[[ Records supplied, beginning ]]

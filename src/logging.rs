//! Logging setup for applications using Armature localization.
//!
//! The engine only emits `tracing` events: catalog merges at `debug`,
//! skipped catalogs at `warn`, missing translations at `trace`. This module
//! installs a subscriber for binaries that don't bring their own.
//!
//! | Variable | Effect |
//! |----------|--------|
//! | `RUST_LOG` | Full filter directives; wins over everything below |
//! | `ARMATURE_LOG_LEVEL` | `trace`, `debug`, `info`, `warn`, `error` or `off` |
//! | `ARMATURE_DEBUG` | `1`/`true` lowers the default level to `debug` |
//! | `ARMATURE_LOG_FORMAT` | `json`, `pretty`, `compact` or `plain` (default) |

use std::env;
use tracing::{info, warn};
use tracing_subscriber::filter::ParseError;
use tracing_subscriber::{EnvFilter, fmt, layer::SubscriberExt, util::SubscriberInitExt};

/// Output format for log lines
#[derive(Debug, Clone, Copy, PartialEq, Eq, Default)]
pub enum LogFormat {
    /// Single-line human readable output
    #[default]
    Plain,
    /// Multi-line output for development
    Pretty,
    /// Abbreviated single-line output
    Compact,
    /// Structured JSON, one object per line
    Json,
}

impl LogFormat {
    pub fn from_str(s: &str) -> Option<Self> {
        match s.trim().to_lowercase().as_str() {
            "plain" | "text" => Some(LogFormat::Plain),
            "pretty" => Some(LogFormat::Pretty),
            "compact" => Some(LogFormat::Compact),
            "json" => Some(LogFormat::Json),
            _ => None,
        }
    }
}

/// Subscriber settings resolved from the environment.
#[derive(Debug, Clone, PartialEq, Eq)]
pub struct LogSettings {
    /// Filter directives passed to [`EnvFilter`]
    pub directives: String,
    pub format: LogFormat,
}

impl LogSettings {
    /// Read settings from the process environment.
    pub fn from_env() -> Self {
        Self::from_lookup(|key| env::var(key).ok())
    }

    /// Resolve settings through an arbitrary variable lookup.
    pub fn from_lookup(lookup: impl Fn(&str) -> Option<String>) -> Self {
        let debug = lookup("ARMATURE_DEBUG")
            .map(|v| v == "1" || v.eq_ignore_ascii_case("true"))
            .unwrap_or(false);

        let directives = lookup("RUST_LOG")
            .filter(|v| !v.trim().is_empty())
            .or_else(|| {
                lookup("ARMATURE_LOG_LEVEL")
                    .map(|v| v.trim().to_lowercase())
                    .filter(|v| is_level(v))
            })
            .unwrap_or_else(|| if debug { "debug" } else { "info" }.to_string());

        let format = lookup("ARMATURE_LOG_FORMAT")
            .and_then(|s| LogFormat::from_str(&s))
            .unwrap_or_default();

        Self { directives, format }
    }

    /// Install a global subscriber.
    ///
    /// Returns `false` if one was already installed, by this or any other
    /// call site.
    pub fn try_init(&self) -> bool {
        let (filter, rejected) = self.filter();
        let registry = tracing_subscriber::registry().with(filter);

        let result = match self.format {
            LogFormat::Json => registry.with(fmt::layer().json().with_target(true)).try_init(),
            LogFormat::Pretty => registry.with(fmt::layer().pretty()).try_init(),
            LogFormat::Compact => registry.with(fmt::layer().compact()).try_init(),
            LogFormat::Plain => registry.with(fmt::layer().with_target(true)).try_init(),
        };
        if result.is_err() {
            return false;
        }

        if let Some(error) = rejected {
            warn!(directives = %self.directives, %error, "invalid log filter, using info");
        }
        info!(directives = %self.directives, format = ?self.format, "logging initialized");
        true
    }

    /// Build the filter, falling back to `info` when the directives don't
    /// parse. The parse error is returned alongside.
    fn filter(&self) -> (EnvFilter, Option<ParseError>) {
        match EnvFilter::try_new(&self.directives) {
            Ok(filter) => (filter, None),
            Err(error) => (EnvFilter::new("info"), Some(error)),
        }
    }
}

fn is_level(value: &str) -> bool {
    matches!(value, "trace" | "debug" | "info" | "warn" | "error" | "off")
}

/// Install a global subscriber configured from the environment.
///
/// Returns `true` if this call installed it; later calls are no-ops that
/// return `false`.
pub fn init_logging() -> bool {
    LogSettings::from_env().try_init()
}

#[cfg(test)]
mod tests {
    use super::*;
    use std::collections::HashMap;

    fn settings(vars: &[(&str, &str)]) -> LogSettings {
        let vars: HashMap<String, String> = vars
            .iter()
            .map(|(k, v)| (k.to_string(), v.to_string()))
            .collect();
        LogSettings::from_lookup(|key| vars.get(key).cloned())
    }

    #[test]
    fn test_defaults_to_info_plain() {
        let s = settings(&[]);
        assert_eq!(s.directives, "info");
        assert_eq!(s.format, LogFormat::Plain);
    }

    #[test]
    fn test_debug_flag() {
        assert_eq!(settings(&[("ARMATURE_DEBUG", "1")]).directives, "debug");
        assert_eq!(settings(&[("ARMATURE_DEBUG", "TRUE")]).directives, "debug");
        assert_eq!(settings(&[("ARMATURE_DEBUG", "0")]).directives, "info");
    }

    #[test]
    fn test_precedence() {
        let s = settings(&[
            ("RUST_LOG", "armature_gettext=trace"),
            ("ARMATURE_LOG_LEVEL", "warn"),
            ("ARMATURE_DEBUG", "1"),
        ]);
        assert_eq!(s.directives, "armature_gettext=trace");

        let s = settings(&[("ARMATURE_LOG_LEVEL", "Warn"), ("ARMATURE_DEBUG", "1")]);
        assert_eq!(s.directives, "warn");

        let s = settings(&[("ARMATURE_LOG_LEVEL", "loud"), ("ARMATURE_DEBUG", "1")]);
        assert_eq!(s.directives, "debug");
    }

    #[test]
    fn test_format() {
        assert_eq!(settings(&[("ARMATURE_LOG_FORMAT", "json")]).format, LogFormat::Json);
        assert_eq!(settings(&[("ARMATURE_LOG_FORMAT", "Compact")]).format, LogFormat::Compact);
        assert_eq!(settings(&[("ARMATURE_LOG_FORMAT", "xml")]).format, LogFormat::Plain);
    }

    #[test]
    fn test_invalid_directives_fall_back_to_info() {
        let (_, rejected) = settings(&[("RUST_LOG", "armature_gettext=loud")]).filter();
        assert!(rejected.is_some());

        let (_, rejected) = settings(&[("RUST_LOG", "armature_gettext=trace")]).filter();
        assert!(rejected.is_none());
    }

    #[test]
    fn test_second_init_is_noop() {
        // the first call may lose to another test in this binary
        settings(&[]).try_init();
        assert!(!settings(&[]).try_init());
    }
}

[[ Records supplied, end ]]

Task goal: Could you copy out every line in the listing where the word "installed" appears?

Solved exercise:
    /// Returns `false` if one was already installed, by this or any other
/// Returns `true` if this call installed it; later calls are no-ops that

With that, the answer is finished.